Cap asks Megala to “please just get out of my sight.”  The doctor follows Eiling into a tunnel that will protect the team from the blast.  The smoke clears just as Majestic Squadron shows up.  Randall Eiling requests a meeting with Captain Atom.  Nate ignores his son (much to his own disgust), picks up Major Force, and flies away.  He pauses long enough to absorb the explosion of the “space craft,” per General Eiling’s orders, before leaving the scene altogether.

Over the next few days, news programs report what little info they have on the crash.  The Air Force isn’t releasing any details, and the identity of the mysterious Major, Captain Atom’s “friend,” is still unknown.  Back at the base, Major Force has been debriefed and has a symbol etched onto his metal skin.  He doesn’t like the implants that monitor his every move or the Delta-9 gas pellets or the head-blowing-off explosives.  Megala doesn’t trust Zmeck but Eiling feels he has complete control over the Major.

Later, Captain Atom holds a press conference.  He explains that Major Force is his ally, an amalgam of the alien and his mysterious Major friend.

Over the course of the next ten days, it becomes clear what a menace General Eiling has unleashed upon the world.  In trying to stop up a breach in the Carson Dam (in Nevada, maybe?), Major Force inadvertently causes the crash of a rescue helicopter and the deaths of everyone on board.  Afterwards he is indignant with witnesses and brags about the thousands of lives he’d saved.  Later, when Major Force responds to a hostage crisis at a “downtown tenement building” (the city is still not identified), he guts the building, sending hostage-takers and hostages alike flying to the ground.  They end up in a local hospital’s ICU.

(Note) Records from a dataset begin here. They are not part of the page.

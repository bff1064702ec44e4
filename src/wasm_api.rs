use crate::apply::apply_move;
use crate::board::Material;
use crate::movegen::get_legal_moves;
use crate::moves::Move;
use crate::piece::{Color, PieceType};
use crate::square::Square;
use crate::state::{create_initial_state, GameState};
use crate::status::{get_game_status, has_insufficient_material, GameStatus};
use serde::Serialize;
use wasm_bindgen::prelude::*;

#[derive(Serialize)]
struct SquarePiece {
    piece_type: PieceType,
    color: Color,
}

#[derive(Serialize)]
struct BoardView {
    squares: Vec<Vec<Option<SquarePiece>>>,
    turn: Color,
    status: GameStatus,
    winner: Option<Color>,
    is_in_check: bool,
    material: Material,
    move_history: Vec<String>,
    last_move: Option<[[usize; 2]; 2]>,
    threefold_available: bool,
    insufficient_material: bool,
    halfmove_clock: u32,
    fullmove_number: u32,
}

#[derive(Serialize)]
struct MoveError {
    error: String,
}

#[derive(Serialize)]
struct SquareMoveJson {
    to: [usize; 2],
    promotion: Option<PieceType>,
    is_castling: bool,
    is_en_passant: bool,
}

fn string_to_piece_type(s: &str) -> Option<PieceType> {
    match s.to_ascii_lowercase().as_str() {
        "queen" | "q" => Some(PieceType::Queen),
        "rook" | "r" => Some(PieceType::Rook),
        "bishop" | "b" => Some(PieceType::Bishop),
        "knight" | "n" => Some(PieceType::Knight),
        _ => None,
    }
}

fn to_js<T: Serialize>(value: &T) -> JsValue {
    serde_wasm_bindgen::to_value(value).unwrap_or(JsValue::NULL)
}

fn error_value(message: impl Into<String>) -> JsValue {
    to_js(&MoveError {
        error: message.into(),
    })
}

fn build_board_view(state: &GameState) -> BoardView {
    let squares = state
        .board
        .squares
        .iter()
        .map(|row| {
            row.iter()
                .map(|cell| {
                    cell.map(|p| SquarePiece {
                        piece_type: p.piece_type,
                        color: p.color,
                    })
                })
                .collect()
        })
        .collect();
    let report = get_game_status(state);

    BoardView {
        squares,
        turn: state.turn,
        status: report.status,
        winner: report.winner,
        is_in_check: state.board.is_in_check(state.turn),
        material: state.board.calculate_material(),
        move_history: state.move_history.clone(),
        last_move: state
            .last_move
            .map(|m| [[m.from.row, m.from.file], [m.to.row, m.to.file]]),
        threefold_available: state.threefold_available,
        insufficient_material: has_insufficient_material(&state.board),
        halfmove_clock: state.halfmove_clock,
        fullmove_number: state.fullmove_number,
    }
}

/// Browser-side handle on a game. The UI keeps one of these and re-renders
/// from `get_state()` after every call.
#[wasm_bindgen]
pub struct Game {
    state: GameState,
}

#[wasm_bindgen]
impl Game {
    #[wasm_bindgen(constructor)]
    pub fn new() -> Game {
        Game {
            state: create_initial_state(),
        }
    }

    pub fn reset(&mut self) {
        self.state = create_initial_state();
    }

    pub fn get_state(&self) -> JsValue {
        to_js(&build_board_view(&self.state))
    }

    pub fn get_legal_moves_for_square(&self, row: usize, file: usize) -> JsValue {
        let Some(from) = Square::checked(row, file) else {
            return to_js(&Vec::<SquareMoveJson>::new());
        };
        let square_moves: Vec<SquareMoveJson> = get_legal_moves(&self.state, from)
            .iter()
            .map(|m| SquareMoveJson {
                to: [m.to.row, m.to.file],
                promotion: m.promotion,
                is_castling: m.is_castling,
                is_en_passant: m.is_en_passant,
            })
            .collect();
        to_js(&square_moves)
    }

    pub fn make_move(
        &mut self,
        from_row: usize,
        from_file: usize,
        to_row: usize,
        to_file: usize,
        promotion: Option<String>,
    ) -> JsValue {
        if get_game_status(&self.state).status.is_game_over() {
            return error_value("Game is already over");
        }
        let (Some(from), Some(to)) = (
            Square::checked(from_row, from_file),
            Square::checked(to_row, to_file),
        ) else {
            return error_value("Square off the board");
        };
        let promo_pt = promotion.as_deref().and_then(string_to_piece_type);

        // Only moves of the side to move, matched against the legal list.
        let mover = self.state.board.get(from).map(|p| p.color);
        if mover != Some(self.state.turn) {
            return error_value("Illegal move");
        }
        let chosen: Option<Move> = get_legal_moves(&self.state, from)
            .into_iter()
            .find(|m| {
                m.to == to
                    && (m.promotion.is_none() || m.promotion == promo_pt.or(Some(PieceType::Queen)))
            });

        match chosen {
            Some(m) => match apply_move(&self.state, &m) {
                Ok(next) => {
                    self.state = next;
                    to_js(&build_board_view(&self.state))
                }
                Err(e) => error_value(e.to_string()),
            },
            None => error_value("Illegal move"),
        }
    }

    /// The full state as JSON text, for saving to local storage. Hash keys
    /// exceed JS number precision, so this goes through serde_json rather
    /// than a JS object.
    pub fn export_state(&self) -> Result<String, JsValue> {
        serde_json::to_string(&self.state).map_err(|e| JsValue::from_str(&e.to_string()))
    }

    /// Replace the current game with a previously exported state.
    pub fn import_state(&mut self, json: &str) -> Result<(), JsValue> {
        let state: GameState =
            serde_json::from_str(json).map_err(|e| JsValue::from_str(&e.to_string()))?;
        self.state = state;
        Ok(())
    }

    pub fn build_info(&self) -> String {
        env!("BUILD_TIMESTAMP").to_string()
    }
}

impl Default for Game {
    fn default() -> Self {
        Self::new()
    }
}
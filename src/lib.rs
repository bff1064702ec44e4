pub mod apply;
pub mod attacks;
pub mod board;
pub mod error;
pub mod movegen;
pub mod moves;
pub mod notation;
pub mod perft;
pub mod piece;
pub mod square;
pub mod state;
pub mod status;
pub mod zobrist;

#[cfg(target_arch = "wasm32")]
mod wasm_api;

pub use apply::apply_move;
pub use attacks::{is_in_check, is_square_attacked};
pub use board::{calculate_material, Board, Material};
pub use error::EngineError;
pub use movegen::{get_all_legal_moves, get_legal_moves, get_pseudo_legal_moves};
pub use moves::Move;
pub use notation::move_notation;
pub use perft::{divide, perft};
pub use piece::{Color, Piece, PieceType};
pub use square::Square;
pub use state::{create_initial_state, CastlingRights, GameState};
pub use status::{get_game_status, has_insufficient_material, GameStatus, StatusReport};
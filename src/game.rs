//! Game lifecycle wrapper
//!
//! Owns the simulation state and input flags, exposes key-event entry points
//! for the host, and provides a blocking fixed-rate driving loop for hosts
//! that do not bring their own frame callback.

use std::time::{Duration, Instant};

use crate::config::{ConfigError, GameConfig};
use crate::input::InputState;
use crate::render::{RenderSurface, present, render};
use crate::sim::{GameState, tick};

/// A running (or runnable) game instance.
#[derive(Debug, Clone)]
pub struct Game {
    state: GameState,
    input: InputState,
    running: bool,
}

impl Game {
    /// Validate the config and build the initial state.
    pub fn new(config: GameConfig) -> Result<Self, ConfigError> {
        config.validate()?;
        Ok(Self {
            state: GameState::new(config),
            input: InputState::default(),
            running: false,
        })
    }

    pub fn with_defaults() -> Self {
        // Default config always validates.
        Self {
            state: GameState::new(GameConfig::default()),
            input: InputState::default(),
            running: false,
        }
    }

    /// Read-only view of the simulation state.
    pub fn state(&self) -> &GameState {
        &self.state
    }

    /// Host key-down event (between ticks; flags are read at tick start).
    pub fn key_down(&mut self, key: &str) {
        self.input.key_down(key);
    }

    /// Host key-up event.
    pub fn key_up(&mut self, key: &str) {
        self.input.key_up(key);
    }

    /// Advance the simulation by one tick.
    pub fn update(&mut self) {
        tick(&mut self.state, &self.input);
    }

    /// Return to the initial state without touching the render surface.
    pub fn reset(&mut self) {
        self.state.reset();
        self.input.clear();
    }

    /// Render one static frame without starting the loop.
    pub fn show<S: RenderSurface>(&self, surface: &mut S) {
        present(surface, &render(&self.state));
    }

    /// Run the blocking driving loop: tick then render at the configured
    /// rate until the game ends, then render one final frame. Idempotent if
    /// the loop is already running.
    pub fn start<S: RenderSurface>(&mut self, surface: &mut S) {
        if self.running {
            log::warn!("start() called while already running");
            return;
        }
        self.running = true;
        let frame_delay = Duration::from_secs_f32(1.0 / self.state.config.fps as f32);
        log::info!("Starting game loop at {} Hz", self.state.config.fps);

        while !self.state.game_over {
            let frame_start = Instant::now();
            self.update();
            self.show(surface);

            // Suspend for the rest of the frame budget; all work happens
            // between ticks, never mid-tick.
            if let Some(remaining) = frame_delay.checked_sub(frame_start.elapsed()) {
                std::thread::sleep(remaining);
            }
        }
        self.show(surface);
        self.running = false;
    }
}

In an effort to distance himself from Major Force, Captain Atom appears on a news program called Newsprobe.  He apologizes to the public for unleashing Force upon them.  He pleads with Force to curtail future use of his powers.  Eiling, watching the broadcast while on the phone with Megala, thinks he can still spin the Major Force story positively.

Outside the studio, Major Force confronts Captain Atom.  He tells Cap that he’s right – Zmeck has no business being a super-hero.  Upon Force’s request, Cap gives him a lift to the base to see Eiling and Megala (Major Force does not have the ability to fly).  As they approach the base, Force grabs Cap around the neck.  Cap flips Major Force, pissed off that he has been drawn into Eiling’s insane plans.  He thinks to himself, “Never again!”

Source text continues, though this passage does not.